Influence des avantages acceptés par les médecins en France

De nombreuses études ont montré dans divers pays l'influence des avantages offerts aux médecins sur leurs prescriptions (1,2). Ces études ont montré que l'influence des avantages est souvent inconsciente et qu'il ne suffit pas d'être lucide pour y échapper. Et elles confirment ce que savent depuis longtemps les "commerciaux" : les "petits" cadeaux sont particulièrement efficaces, surtout quand il s'agit de repas (1,2).

Les médecins français échappent-ils à cette influence ?

Lien nuisible entre les avantages et les prescriptions. 

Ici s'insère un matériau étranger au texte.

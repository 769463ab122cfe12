use crate::errors::{PysurveyError, Result};
use ignore::gitignore::{Gitignore, GitignoreBuilder};
use std::path::{Path, PathBuf};

pub const IGNORE_FILE_NAME: &str = ".pysurveyignore";

/// A `.pysurveyignore` file compiled with gitignore semantics.
///
/// Patterns are anchored at the directory holding the file, so `gen/` only
/// matches under that directory and `!gen/keep.py` re-includes a file.
#[derive(Debug, Clone)]
pub struct IgnoreFile {
    path: PathBuf,
    patterns: Vec<String>,
    matcher: Gitignore,
}

impl IgnoreFile {
    /// Nearest `.pysurveyignore` at or above `start`.
    pub fn discover(start: &Path) -> Result<Option<Self>> {
        match start
            .ancestors()
            .map(|dir| dir.join(IGNORE_FILE_NAME))
            .find(|candidate| candidate.is_file())
        {
            Some(path) => Self::load(&path).map(Some),
            None => Ok(None),
        }
    }

    pub fn load(path: &Path) -> Result<Self> {
        let content = std::fs::read_to_string(path).map_err(|e| {
            PysurveyError::Config(format!("Could not read {}: {e}", path.display()))
        })?;
        let root = path.parent().unwrap_or_else(|| Path::new(""));

        let mut builder = GitignoreBuilder::new(root);
        let mut patterns = Vec::new();
        for line in content.lines().map(str::trim) {
            if line.is_empty() || line.starts_with('#') {
                continue;
            }
            match builder.add_line(Some(path.to_path_buf()), line) {
                Ok(_) => patterns.push(line.to_string()),
                Err(e) => tracing::warn!(file = %path.display(), "skipping ignore pattern: {e}"),
            }
        }
        let matcher = builder.build().map_err(|e| {
            PysurveyError::Config(format!("Invalid ignore file {}: {e}", path.display()))
        })?;

        tracing::debug!(file = %path.display(), patterns = patterns.len(), "loaded ignore file");
        Ok(Self {
            path: path.to_path_buf(),
            patterns,
            matcher,
        })
    }

    pub fn path(&self) -> &Path {
        &self.path
    }

    /// Accepted patterns in file order.
    pub fn patterns(&self) -> &[String] {
        &self.patterns
    }

    /// Whether `file` or one of its parent directories is ignored. Files
    /// outside the ignore file's directory are never ignored.
    pub fn is_ignored(&self, file: &Path) -> bool {
        if !file.starts_with(self.matcher.path()) {
            return false;
        }
        self.matcher
            .matched_path_or_any_parents(file, false)
            .is_ignore()
    }
}

#[cfg(test)]
mod tests {
    use super::*;
    use pretty_assertions::assert_eq;

    fn write_ignore(dir: &Path, content: &str) -> IgnoreFile {
        std::fs::write(dir.join(IGNORE_FILE_NAME), content).unwrap();
        IgnoreFile::load(&dir.join(IGNORE_FILE_NAME)).unwrap()
    }

    #[test]
    fn comments_and_blank_lines_are_skipped() {
        let tmp = tempfile::tempdir().unwrap();
        let ignore = write_ignore(
            tmp.path(),
            "# generated code\nvendor/\n\n*_pb2.py\n  # indented comment\n",
        );
        assert_eq!(ignore.patterns(), &["vendor/", "*_pb2.py"]);
    }

    #[test]
    fn directory_patterns_cover_nested_files() {
        let tmp = tempfile::tempdir().unwrap();
        let ignore = write_ignore(tmp.path(), "build/\n");
        assert!(ignore.is_ignored(&tmp.path().join("build/lib/app.py")));
        assert!(!ignore.is_ignored(&tmp.path().join("src/build.py")));
    }

    #[test]
    fn negation_reincludes_a_file() {
        let tmp = tempfile::tempdir().unwrap();
        let ignore = write_ignore(tmp.path(), "gen/*.py\n!gen/keep.py\n");
        assert!(ignore.is_ignored(&tmp.path().join("gen/api_pb2.py")));
        assert!(!ignore.is_ignored(&tmp.path().join("gen/keep.py")));
    }

    #[test]
    fn basename_patterns_match_at_any_depth() {
        let tmp = tempfile::tempdir().unwrap();
        let ignore = write_ignore(tmp.path(), "*_pb2.py\n");
        assert!(ignore.is_ignored(&tmp.path().join("proto/v1/users_pb2.py")));
        assert!(!ignore.is_ignored(&tmp.path().join("proto/v1/users.py")));
    }

    #[test]
    fn files_outside_the_root_are_kept() {
        let tmp = tempfile::tempdir().unwrap();
        let project = tmp.path().join("project");
        std::fs::create_dir_all(&project).unwrap();
        let ignore = write_ignore(&project, "*.py\n");
        assert!(!ignore.is_ignored(&tmp.path().join("other/main.py")));
    }

    #[test]
    fn discover_walks_up() {
        let tmp = tempfile::tempdir().unwrap();
        std::fs::write(tmp.path().join(IGNORE_FILE_NAME), "vendor/\n").unwrap();
        let nested = tmp.path().join("pkg").join("sub");
        std::fs::create_dir_all(&nested).unwrap();

        let ignore = IgnoreFile::discover(&nested).unwrap().unwrap();
        assert_eq!(ignore.path(), tmp.path().join(IGNORE_FILE_NAME));
        assert!(ignore.is_ignored(&tmp.path().join("vendor/six.py")));
    }

    #[test]
    fn no_ignore_file() {
        let tmp = tempfile::tempdir().unwrap();
        assert!(IgnoreFile::discover(tmp.path()).unwrap().is_none());
    }
}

Une équipe de Rennes a cherché à mesurer l'influence des avantages sur les prescriptions des médecins généralistes libéraux (3). Pour cela, les auteurs ont croisé deux types de données pour l'année 2016 : les avantages reçus par les médecins, tels que recensés sur transparence.sante.gouv.fr ; les données de l'Assurance maladie relatives d'une part au respect par les médecins des objectifs dans le cadre de la politique d'incitation par la rémunération sur objectifs de santé publique (ROSP), et d'autre part au montant des médicaments prescrits (3).

Les résultats sont clairs : il existe un lien nuisible entre les avantages reçus par les médecins et la qualité et le montant de leurs prescriptions. Par exemple, par rapport aux médecins qui n'ont pas reçu d'avantage entre 2013 et 2016, ceux qui en ont reçu en 2016 ont prescrit en moyenne moins de génériques de statines, d'hypotenseurs et d'antibiotiques ; ceux qui ont reçu plus de 240 € d'avantages cumulés en 2016 ont prescrit en moyenne plus de benzodiazépines pendant plus de 12 semaines, et plus de vasodilatateurs (3).

Comme le soulignent les auteurs du compte rendu de l'étude, le lien entre avantages et prescription n'est pas une preuve de causalité. Mais ce lien témoigne pour le moins d'un comportement général de médecins qui acceptent des avantages et sont par ailleurs plus confiants dans l'argumentation des firmes et la "nouveauté" (3).

Déni persistant, mais aussi changements

Ces résultats obtenus par l'étude de plus de 41 000 médecins en France confirment d'autres études. Ils étaient prévisibles : sinon, pourquoi les firmes dépenseraient-elles autant d'argent en promotion ?

Certains médecins et le principal syndicat des firmes pharmaceutiques restent dans le déni et ont contesté cette étude. Mais d'autres au contraire l'ont saluée, dont le Collège national des généralistes enseignants (CNGE), qui a réagi en estimant que « l'intérêt de l'indépendance des prescripteurs est à nouveau démontré ». Le CNGE a remis en cause à cette occasion « la survivance de la visite médicale » (4).

Les médecins sont influencés par le marketing en France comme partout ailleurs. La bonne nouvelle est qu'ils sont de plus en plus nombreux à en être conscients et que les comportements changent : un tiers des médecins généralistes n'ont pas reçu d'avantage en 2016 (3).

©Prescrire

Extraits de la veille documentaire Prescrire

1- Prescrire Rédaction "Le repas : un cadeau particulièrement influent" Rev Prescrire 2018 ; 38 (416) : 456-462.

2- Prescrire Rédaction "Marketing et prescription d'opioïdes" Rev Prescrire 2019 ; 39 (430) : 625.

3- Goupil B et coll. "Association between gifts from pharmaceutical companies to french general practitioners and their drug prescribing patterns in 2016 : retrospective study using the french transparency in healthcare and national health data system databases" BMJ 2019 ; 367 : I6015 : 9 pages.

4- CNGE "Indépendance des médecins : un gage de qualité" Communiqué de presse du 14 novembre 2019 : 1 page.